Q2: What is the diagnosis?
Bilateral simultaneous acute angle closure glaucoma. An acute attack of angle closure glaucoma is normally associated with a very high intraocular pressure along with reduced visual acuity, oedematous cornea, and shallow anterior chamber. The intraocular pressure in this case is low in both eyes because of prolonged attack leading to ciliary body shutdown (shock). The ciliary body shutdown led to reduction in aqueous production and the iris atrophic patches signify prolonged exposure of both eyes to high intraocular pressure.
Q3: How would you manage this patient?
The most important point is to reduce the inflammation so that the antiglaucoma medication can work. The patient was started on prednisolone (0.5%) and pilocarpine (2%) eye drops in both eyes. On further follow up, the corneal oedema resolved and gonioscopy revealed closed anterior chamber angles in both eyes. On her last follow up her visual acuity improved to 6/12 and 6/9 in right and left eye respectively. Later a laser iridotomy was carried out in both the eyes.
Q4: What is the cause?
Bilateral simultaneous angle closure attack has been described in the past to occur with surgical anaesthesia1 and various drugs including paroxetine,2 bronchodilators,3 imipramine,4 and fluoxetine.5 Idiopathic bilateral simultaneous attack is a very rare entity. Saunders reported a series of 41 patients who presented with acute angle closure and only one had simultaneous bilateral symptoms of unknown cause.6 Our patient had no obvious cause and the onset of symptoms of bilateral angle closure attack was spontaneous.

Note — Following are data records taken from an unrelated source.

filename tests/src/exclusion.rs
mod integration;
mod properties;
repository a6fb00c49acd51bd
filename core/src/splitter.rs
//! # Exclusion Splitter
//!
//! Removes a child block from a parent block and returns what is left as the minimal
//! sequence of CIDR-aligned blocks.
//!
//! The parent is halved repeatedly. At each step the buddy half that does not hold the
//! child is final and becomes part of the result, while the other half is halved again
//! until it is the child itself. Each step therefore emits exactly one block, so a `/8`
//! minus a `/23` leaves 15 blocks.

use subnetr_common::error::{SubnetError, SubnetResult};
use subnetr_common::network::block::AddressBlock;
use tracing::{debug, trace};

/// Returns `parent` minus `child`, sorted by ascending start address.
///
/// Fails with [`SubnetError::NotASubnet`] when `child` is not inside `parent`. Splitting a
/// block from itself leaves nothing.
pub fn split(parent: &AddressBlock, child: &AddressBlock) -> SubnetResult<Vec<AddressBlock>> {
    if !parent.contains(child) {
        return Err(SubnetError::NotASubnet {
            parent: *parent,
            child: *child,
        });
    }
    if parent == child {
        return Ok(Vec::new());
    }

    // halves below the child come out in ascending order, halves above it in descending order
    let mut below: Vec<AddressBlock> = Vec::new();
    let mut above: Vec<AddressBlock> = Vec::new();
    let mut current: AddressBlock = *parent;

    while current.prefix_len() < child.prefix_len() {
        let Some((lower, upper)) = current.halves() else {
            break;
        };

        if upper.contains_addr(child.start()) {
            trace!(kept = %lower, descend = %upper, "halving");
            below.push(lower);
            current = upper;
        } else {
            trace!(kept = %upper, descend = %lower, "halving");
            above.push(upper);
            current = lower;
        }
    }

    below.extend(above.into_iter().rev());
    debug!(%parent, %child, remaining = below.len(), "split complete");
    Ok(below)
}

// ╔════════════════════════════════════════════╗
// ║ ████████╗███████╗███████╗████████╗███████╗ ║
// ║ ╚══██╔══╝██╔════╝██╔════╝╚══██╔══╝██╔════╝ ║
// ║    ██║   █████╗  ███████╗   ██║   ███████╗ ║
// ║    ██║   ██╔══╝  ╚════██║   ██║   ╚════██║ ║
// ║    ██║   ███████╗███████║   ██║   ███████║ ║
// ║    ╚═╝   ╚══════╝╚══════╝   ╚═╝   ╚══════╝ ║
// ╚════════════════════════════════════════════╝
#![cfg(test)]
//! Property tests for the greedy planner.

use std::net::Ipv4Addr;

use proptest::prelude::*;
use subnetr_common::error::SubnetError;
use subnetr_common::network::block::AddressBlock;
use subnetr_common::network::demand::Demand;
use subnetr_core::planner::{self, required_prefix};

use crate::util::{assert_exact_cover, is_aligned};

fn parent_block() -> impl Strategy<Value = AddressBlock> {
    (any::<u32>(), 8u8..=30)
        .prop_map(|(addr, prefix)| AddressBlock::new(Ipv4Addr::from(addr), prefix).unwrap())
}

fn demands() -> impl Strategy<Value = Vec<Demand>> {
    prop::collection::vec(0u32..5000, 0..8).prop_map(|hosts| {
        hosts
            .into_iter()
            .enumerate()
            .map(|(idx, hosts)| Demand::new(format!("net{idx}"), hosts))
            .collect()
    })
}

fn block_size(hosts: u32) -> u64 {
    required_prefix(hosts).map_or(u64::MAX, |prefix| 1u64 << (32 - prefix))
}

proptest! {
    #[test]
    fn successful_plans_tile_the_parent(parent in parent_block(), demands in demands()) {
        let Ok(plan) = planner::plan(&parent, &demands) else {
            return Ok(());
        };

        prop_assert_eq!(plan.allocations.len(), demands.len());
        for (allocation, demand) in plan.allocations.iter().zip(&demands) {
            prop_assert_eq!(&allocation.name, &demand.name);
            prop_assert!(allocation.available_hosts() >= u64::from(demand.hosts));
            prop_assert_eq!(Some(allocation.block.prefix_len()), required_prefix(demand.hosts));
            prop_assert!(is_aligned(&allocation.block));
        }

        prop_assert!(plan.free_blocks.windows(2).all(|pair| pair[0] < pair[1]));

        let mut pieces: Vec<AddressBlock> = plan.allocations.iter().map(|a| a.block).collect();
        pieces.extend(plan.free_blocks.iter().copied());
        assert_exact_cover(&parent, &pieces);
    }

    #[test]
    fn fitting_demands_always_succeed(parent in parent_block(), mut demands in demands()) {
        let mut total: u64 = 0;
        let fitting = demands
            .iter()
            .take_while(|d| {
                total = total.saturating_add(block_size(d.hosts));
                total <= parent.size()
            })
            .count();
        demands.truncate(fitting);

        let plan = planner::plan(&parent, &demands);
        prop_assert!(plan.is_ok(), "{:?} should fit in {}", demands, parent);
    }

    #[test]
    fn oversized_demand_always_fails(parent in parent_block(), extra in 1u32..1_000_000) {
        let hosts = u32::try_from(parent.usable_hosts()).unwrap().saturating_add(extra);
        let demands = vec![Demand::new("too-big", hosts)];

        let is_insufficient = matches!(
            planner::plan(&parent, &demands),
            Err(SubnetError::InsufficientSpace { .. })
        );
        prop_assert!(is_insufficient);
    }

    #[test]
    fn planning_is_deterministic(parent in parent_block(), demands in demands()) {
        prop_assert_eq!(planner::plan(&parent, &demands), planner::plan(&parent, &demands));
    }
}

An acute attack of angle closure glaucoma is normally associated with a very high intraocular pressure along with reduced visual acuity, oedematous cornea, and shallow anterior chamber. It is an ophthalmic emergency and warrants immediate systemic antiglaucoma medications—for example, acetazolamide or mannitol. Acute angle closure glaucoma can easily masquerade a systemic illness and these patients may present not only with painful eye with reduced vision but also with systemic symptoms and the diagnosis can easily be missed.7,8 These patients should be referred immediately to the eye department to prevent ocular morbidity from this potentially treatable condition.
Patients with acute angle closure glaucoma may present with systemic symptoms and reduced vision.
They should be referred urgently to an ophthalmologist to prevent ocular morbidity and blindness.
An acute attack may spontaneously resolve by causing ciliary body shutdown and iris atrophy and thus bringing intraocular pressure back to normal.
Idiopathic bilateral simultaneous acute angle closure glaucoma.